Work required:
For each line of the listing below that contains the string "MediaTrack", copy the line.

Data to use:
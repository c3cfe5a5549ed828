//! SQLite-backed catalog store.
//!
//! Every row that has a natural key (series path, episode path, progress per
//! episode, track per stream index) is written with a single conflict-aware
//! statement, so concurrent or repeated syncs never create duplicates.

mod schema;

pub use schema::table_columns;

use crate::models::catalog::{
    derive_completion, Episode, EpisodeId, MediaTrack, NewEpisode, Series, SeriesId, TrackKind,
    WatchProgress, COMPLETION_THRESHOLD,
};
use crate::models::probe::ProbedTrack;
use crate::{Error, Result};
use chrono::{DateTime, Utc};
use rusqlite::{params, Connection, OptionalExtension, Row};
use std::path::{Path, PathBuf};

const SERIES_COLUMNS: &str =
    "id, name, path, thumbnail_path, presence_image_url, size_bytes, date_added";

const EPISODE_COLUMNS: &str = "id, series_id, filename, path, title, season_number, \
     episode_number, folder_name, duration, size_bytes, date_added";

const TRACK_COLUMNS: &str =
    "episode_id, stream_index, track_type, codec, language, title, subtitle_ordinal";

const PROGRESS_COLUMNS: &str = "episode_id, timestamp, completed, last_watched";

fn path_text(path: &Path) -> String {
    path.to_string_lossy().to_string()
}

fn non_empty(value: Option<String>) -> Option<String> {
    value.filter(|s| !s.is_empty())
}

fn map_series(row: &Row) -> rusqlite::Result<Series> {
    Ok(Series {
        id: row.get(0)?,
        name: row.get(1)?,
        path: PathBuf::from(row.get::<_, String>(2)?),
        thumbnail_path: non_empty(row.get(3)?).map(PathBuf::from),
        presence_image_url: non_empty(row.get(4)?),
        total_size_bytes: row.get::<_, Option<i64>>(5)?.unwrap_or(0),
        date_added: row
            .get::<_, Option<DateTime<Utc>>>(6)?
            .unwrap_or_else(Utc::now),
    })
}

fn map_episode(row: &Row) -> rusqlite::Result<Episode> {
    Ok(Episode {
        id: row.get(0)?,
        series_id: row.get(1)?,
        filename: row.get(2)?,
        path: PathBuf::from(row.get::<_, String>(3)?),
        title: row.get(4)?,
        season_number: row.get(5)?,
        episode_number: row.get(6)?,
        folder_name: non_empty(row.get(7)?),
        duration_seconds: row.get::<_, Option<f64>>(8)?.unwrap_or(0.0),
        size_bytes: row.get::<_, Option<i64>>(9)?.unwrap_or(0),
        date_added: row
            .get::<_, Option<DateTime<Utc>>>(10)?
            .unwrap_or_else(Utc::now),
    })
}

fn map_track(row: &Row) -> rusqlite::Result<MediaTrack> {
    let kind: String = row.get(2)?;
    let kind = TrackKind::parse(&kind).ok_or_else(|| {
        rusqlite::Error::InvalidColumnType(2, kind.clone(), rusqlite::types::Type::Text)
    })?;

    Ok(MediaTrack {
        episode_id: row.get(0)?,
        stream_index: row.get(1)?,
        kind,
        codec: row.get::<_, Option<String>>(3)?.unwrap_or_default(),
        language: row.get::<_, Option<String>>(4)?.unwrap_or_default(),
        title: row.get::<_, Option<String>>(5)?.unwrap_or_default(),
        subtitle_ordinal: row.get(6)?,
    })
}

fn map_progress(row: &Row) -> rusqlite::Result<WatchProgress> {
    Ok(WatchProgress {
        episode_id: row.get(0)?,
        timestamp_seconds: row.get::<_, Option<f64>>(1)?.unwrap_or(0.0),
        completed: row.get::<_, Option<bool>>(2)?.unwrap_or(false),
        last_watched: row
            .get::<_, Option<DateTime<Utc>>>(3)?
            .unwrap_or_else(Utc::now),
    })
}

/// The persisted catalog.
pub struct Catalog {
    conn: Connection,
    completion_threshold: f64,
}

Response below:
    derive_completion, Episode, EpisodeId, MediaTrack, NewEpisode, Series, SeriesId, TrackKind,
fn map_track(row: &Row) -> rusqlite::Result<MediaTrack> {
    Ok(MediaTrack {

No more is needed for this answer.